遥は、人気のない教室にひとり残っていた。


背を向けた黒板に寄りかかり、鞄も開けず、ただ時間だけを無視するように座っている。

教室の空気が少しだけ変わったのは、ほんのわずかな気配。

ドアは開いていない。足音もなかった。

だが、遥はすぐに気づいた。


「……また、勝手に入ったんだ」


声に出しても、蓮司は何も言わない。

教室の隅、気配だけがじわじわと広がる。


「ちょっと気になってね」


ようやく返された声は、穏やかで、何でもない風を装っていた。


「……おまえさ、中学、どこだったんだっけ」


遥の肩がぴくりと動く。

その名を出された瞬間、身体の奥に棘が突き刺さった。


「言ってなかったっけ。あそこの人、オレの知り合いにいるんだよね。
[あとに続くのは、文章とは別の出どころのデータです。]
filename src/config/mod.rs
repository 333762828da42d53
pub mod types;
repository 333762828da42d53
use std::time::Duration;
use uuid::Uuid;

use crate::device::constants::{make_uart_tx_uuid, LISTEN_DURATION, SCAN_TIMEOUT, TARGET_NAME};

/// Everything a session needs to know about its target and how long to spend on it.
#[derive(Debug, Clone, PartialEq, Eq)]
pub struct SessionConfig {
    /// Case-insensitive substring of the advertised name to connect to.
    pub target_name: String,
    /// Characteristic whose notifications are printed.
    pub characteristic: Uuid,
    pub scan_timeout: Duration,
    /// How long to stay subscribed before tearing the connection down.
    pub listen_for: Duration,
}

impl Default for SessionConfig {
    fn default() -> Self {
        SessionConfig {
            target_name: String::from(TARGET_NAME),
            characteristic: make_uart_tx_uuid(),
            scan_timeout: Duration::from_millis(SCAN_TIMEOUT),
            listen_for: Duration::from_millis(LISTEN_DURATION),
        }
    }
}

#[cfg(test)]
mod tests {
    use super::*;

    #[test]
    fn default_targets_the_sleep_tracker_uart() {
        let config = SessionConfig::default();
        assert_eq!(config.target_name, "bangle-sleeptracker");
        assert_eq!(config.characteristic.to_string(), "6e400003-b5a3-f393-e0a9-e50e24dcca9e");
        assert_eq!(config.scan_timeout, Duration::from_secs(5));
        assert_eq!(config.listen_for, Duration::from_secs(10));
    }
}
教師じゃないけど、まあ……話のついでに、色々聞けちゃって」


蓮司の声には、証拠も断定もない。

ただ「知っているふう」だけが、確実に遥の喉元を締め付ける。


「……噂って、消えないんだよね。一度残ったものって」


遥は無言のまま、視線を伏せていた。

反論しない。できない。

黙っていることが正解だと思っていた。

だが──蓮司は、それすらも崩しに来た。


「本当に、何もしてなかったの? あの子に」


その“あの子”が誰か、名前を出されなくても分かってしまう。

遥の表情が、僅かに揺らいだ。


「違う、って言える? 本気で?」


蓮司は、前に出ようともしない。

ただ空間のなかで遥を見つめながら、言葉を選び続ける。


「“自分のせいで壊れた”って、ずっと思ってるんでしょ。──だったらもう、そうなんじゃないの?」


淡々と。

優しさすら感じさせる調子で、蓮司は遥自身に“肯定させよう”とする。

「おまえは壊したんだ」と誰かが言うのではない。

遥自身が「自分は加害者だ」と認めてしまうように。



「全部、おまえが壊したんだよ」



そう言われるより、はるかに残酷に。

遥の内部から、そう思わせる。


教室の窓の外では、夕陽が沈みかけていた。

光が赤く染まり、机の上に影を長く落としている。


遥の指先が、小さく震えていた。


──まだ何も終わっていない。

──むしろ、蓮司の仕掛けはこれからだった。


遥の過去。

誰にも話していない場所に置いてきた、

罪の記憶。

それを暴かずに、「勝手に自分で引きずり出すよう」仕向ける。


それこそが、蓮司の狙いだった。